Top of Working data

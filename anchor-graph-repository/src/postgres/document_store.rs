use anchor_graph_shared::{AnchorKind, ObjectId};
use async_trait::async_trait;
use serde_json::Value;
use sqlx::postgres::PgPoolOptions;
use sqlx::{Postgres, QueryBuilder, Row};
use tracing::{debug, instrument};

use super::filter::push_filter;
use crate::errors::StoreError;
use crate::interfaces::{DocumentStore, StoreTransaction};
use crate::query::{Filter, WriteOp};

/// PostgreSQL document store.
///
/// Every collection is a JSONB table named after [`AnchorKind::collection`].
/// Table names come from that closed enum and are never user supplied.
#[derive(Clone)]
pub struct PostgresStore {
    pool: sqlx::PgPool,
}

impl PostgresStore {
    /// Wraps an existing pool whose schema is already migrated.
    pub fn new(pool: sqlx::PgPool) -> Self {
        Self { pool }
    }

    /// Connects a new pool.
    ///
    /// # Arguments
    ///
    /// * `database_url` - Postgres connection string
    /// * `max_connections` - Pool size
    ///
    /// # Returns
    ///
    /// * `Ok(PostgresStore)` - Connected store (schema not yet migrated)
    /// * `Err(StoreError)` - Connection failure
    pub async fn connect(database_url: &str, max_connections: u32) -> Result<Self, StoreError> {
        let pool = PgPoolOptions::new()
            .max_connections(max_connections)
            .connect(database_url)
            .await?;
        Ok(Self { pool })
    }

    /// Applies the bundled migrations.
    pub async fn migrate(&self) -> Result<(), StoreError> {
        sqlx::migrate!("src/postgres/migrations")
            .run(&self.pool)
            .await?;
        Ok(())
    }

    pub fn pool(&self) -> &sqlx::PgPool {
        &self.pool
    }
}

fn table(kind: AnchorKind) -> String {
    format!("\"{}\"", kind.collection())
}

#[async_trait]
impl DocumentStore for PostgresStore {
    async fn find_by_id(
        &self,
        kind: AnchorKind,
        id: &ObjectId,
    ) -> Result<Option<Value>, StoreError> {
        let row = sqlx::query(&format!("SELECT doc FROM {} WHERE id = $1", table(kind)))
            .bind(id.to_hex())
            .fetch_optional(&self.pool)
            .await?;

        Ok(row.map(|row| row.try_get::<Value, _>("doc")).transpose()?)
    }

    #[instrument(skip(self, filter), fields(collection = kind.collection()))]
    async fn find(&self, kind: AnchorKind, filter: &Filter) -> Result<Vec<Value>, StoreError> {
        let mut builder =
            QueryBuilder::<Postgres>::new(format!("SELECT doc FROM {} WHERE ", table(kind)));
        push_filter(&mut builder, filter);

        let rows = builder.build().fetch_all(&self.pool).await?;
        debug!(rows = rows.len(), "Loaded documents");

        rows.iter()
            .map(|row| row.try_get::<Value, _>("doc").map_err(StoreError::from))
            .collect()
    }

    async fn insert_one(
        &self,
        kind: AnchorKind,
        id: &ObjectId,
        document: Value,
    ) -> Result<(), StoreError> {
        sqlx::query(&format!("INSERT INTO {} (id, doc) VALUES ($1, $2)", table(kind)))
            .bind(id.to_hex())
            .bind(document)
            .execute(&self.pool)
            .await?;
        Ok(())
    }

    async fn replace_if(
        &self,
        kind: AnchorKind,
        id: &ObjectId,
        expected: &Filter,
        document: Value,
    ) -> Result<bool, StoreError> {
        let mut builder = QueryBuilder::<Postgres>::new(format!("UPDATE {} SET doc = ", table(kind)));
        builder
            .push_bind(document)
            .push(" WHERE id = ")
            .push_bind(id.to_hex())
            .push(" AND ");
        push_filter(&mut builder, expected);

        let result = builder.build().execute(&self.pool).await?;
        Ok(result.rows_affected() > 0)
    }

    async fn delete_if(
        &self,
        kind: AnchorKind,
        id: &ObjectId,
        expected: &Filter,
    ) -> Result<bool, StoreError> {
        let mut builder =
            QueryBuilder::<Postgres>::new(format!("DELETE FROM {} WHERE id = ", table(kind)));
        builder.push_bind(id.to_hex()).push(" AND ");
        push_filter(&mut builder, expected);

        let result = builder.build().execute(&self.pool).await?;
        Ok(result.rows_affected() > 0)
    }

    async fn begin(&self) -> Result<Box<dyn StoreTransaction>, StoreError> {
        let tx = self.pool.begin().await?;
        Ok(Box::new(PostgresTransaction { tx }))
    }
}

/// Open Postgres transaction. Dropping it without commit rolls back.
pub struct PostgresTransaction {
    tx: sqlx::Transaction<'static, Postgres>,
}

impl PostgresTransaction {
    /// Upserts a batch of documents with a single multi-row `INSERT`.
    ///
    /// # Arguments
    ///
    /// * `kind` - Target collection
    /// * `documents` - `(id, document)` pairs (empty slices are no-ops)
    /// * `overwrite` - Replace existing rows when true, keep them otherwise
    async fn insert_documents_tx(
        &mut self,
        kind: AnchorKind,
        documents: &[(ObjectId, Value)],
        overwrite: bool,
    ) -> Result<(), StoreError> {
        if documents.is_empty() {
            return Ok(());
        }

        let mut query_builder =
            QueryBuilder::<Postgres>::new(format!("INSERT INTO {} (id, doc) ", table(kind)));
        query_builder.push_values(documents, |mut b, (id, document)| {
            b.push_bind(id.to_hex()).push_bind(document.clone());
        });
        if overwrite {
            query_builder.push(" ON CONFLICT (id) DO UPDATE SET doc = EXCLUDED.doc");
        } else {
            query_builder.push(" ON CONFLICT (id) DO NOTHING");
        }

        query_builder.build().execute(&mut *self.tx).await?;
        Ok(())
    }

    async fn delete_documents_tx(
        &mut self,
        kind: AnchorKind,
        ids: &[ObjectId],
    ) -> Result<(), StoreError> {
        if ids.is_empty() {
            return Ok(());
        }

        let ids: Vec<String> = ids.iter().map(|id| id.to_hex()).collect();
        sqlx::query(&format!(
            "DELETE FROM {} WHERE id IN (SELECT * FROM UNNEST($1::text[]))",
            table(kind)
        ))
        .bind(&ids)
        .execute(&mut *self.tx)
        .await?;
        Ok(())
    }

    async fn delete_matching_tx(&mut self, kind: AnchorKind, filter: &Filter) -> Result<(), StoreError> {
        let mut builder =
            QueryBuilder::<Postgres>::new(format!("DELETE FROM {} WHERE ", table(kind)));
        push_filter(&mut builder, filter);
        builder.build().execute(&mut *self.tx).await?;
        Ok(())
    }
}

/// Consecutive writes of the same shape, flushed as one statement.
enum Batch {
    Upsert(Vec<(ObjectId, Value)>),
    InsertIfAbsent(Vec<(ObjectId, Value)>),
    Delete(Vec<ObjectId>),
    DeleteMany(Filter),
}

fn batches(ops: &[WriteOp]) -> Vec<Batch> {
    let mut batches: Vec<Batch> = Vec::new();
    for op in ops {
        match (op, batches.last_mut()) {
            (WriteOp::Upsert { id, document }, Some(Batch::Upsert(docs))) => {
                docs.push((*id, document.clone()));
            }
            (WriteOp::Upsert { id, document }, _) => {
                batches.push(Batch::Upsert(vec![(*id, document.clone())]));
            }
            (WriteOp::InsertIfAbsent { id, document }, Some(Batch::InsertIfAbsent(docs))) => {
                docs.push((*id, document.clone()));
            }
            (WriteOp::InsertIfAbsent { id, document }, _) => {
                batches.push(Batch::InsertIfAbsent(vec![(*id, document.clone())]));
            }
            (WriteOp::Delete { id }, Some(Batch::Delete(ids))) => ids.push(*id),
            (WriteOp::Delete { id }, _) => batches.push(Batch::Delete(vec![*id])),
            (WriteOp::DeleteMany(filter), _) => batches.push(Batch::DeleteMany(filter.clone())),
        }
    }
    batches
}

#[async_trait]
impl StoreTransaction for PostgresTransaction {
    async fn bulk_write(&mut self, kind: AnchorKind, ops: &[WriteOp]) -> Result<(), StoreError> {
        for batch in batches(ops) {
            match batch {
                Batch::Upsert(documents) => self.insert_documents_tx(kind, &documents, true).await?,
                Batch::InsertIfAbsent(documents) => {
                    self.insert_documents_tx(kind, &documents, false).await?
                }
                Batch::Delete(ids) => self.delete_documents_tx(kind, &ids).await?,
                Batch::DeleteMany(filter) => self.delete_matching_tx(kind, &filter).await?,
            }
        }
        Ok(())
    }

    async fn commit(self: Box<Self>) -> Result<(), StoreError> {
        self.tx.commit().await?;
        Ok(())
    }

    async fn abort(self: Box<Self>) -> Result<(), StoreError> {
        self.tx.rollback().await?;
        Ok(())
    }
}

Bottom of Working data

### Try it
Nothing but the lines from the beginning of the records through the line with "pub fn pool(&self)" should appear, each printed exactly.

### Solution for this problem
filename anchor-graph-repository/src/postgres/document_store.rs
use anchor_graph_shared::{AnchorKind, ObjectId};
use async_trait::async_trait;
use serde_json::Value;
use sqlx::postgres::PgPoolOptions;
use sqlx::{Postgres, QueryBuilder, Row};
use tracing::{debug, instrument};

use super::filter::push_filter;
use crate::errors::StoreError;
use crate::interfaces::{DocumentStore, StoreTransaction};
use crate::query::{Filter, WriteOp};

/// PostgreSQL document store.
///
/// Every collection is a JSONB table named after [`AnchorKind::collection`].
/// Table names come from that closed enum and are never user supplied.
#[derive(Clone)]
pub struct PostgresStore {
    pool: sqlx::PgPool,
}

impl PostgresStore {
    /// Wraps an existing pool whose schema is already migrated.
    pub fn new(pool: sqlx::PgPool) -> Self {
        Self { pool }
    }

    /// Connects a new pool.
    ///
    /// # Arguments
    ///
    /// * `database_url` - Postgres connection string
    /// * `max_connections` - Pool size
    ///
    /// # Returns
    ///
    /// * `Ok(PostgresStore)` - Connected store (schema not yet migrated)
    /// * `Err(StoreError)` - Connection failure
    pub async fn connect(database_url: &str, max_connections: u32) -> Result<Self, StoreError> {
        let pool = PgPoolOptions::new()
            .max_connections(max_connections)
            .connect(database_url)
            .await?;
        Ok(Self { pool })
    }

    /// Applies the bundled migrations.
    pub async fn migrate(&self) -> Result<(), StoreError> {
        sqlx::migrate!("src/postgres/migrations")
            .run(&self.pool)
            .await?;
        Ok(())
    }

    pub fn pool(&self) -> &sqlx::PgPool {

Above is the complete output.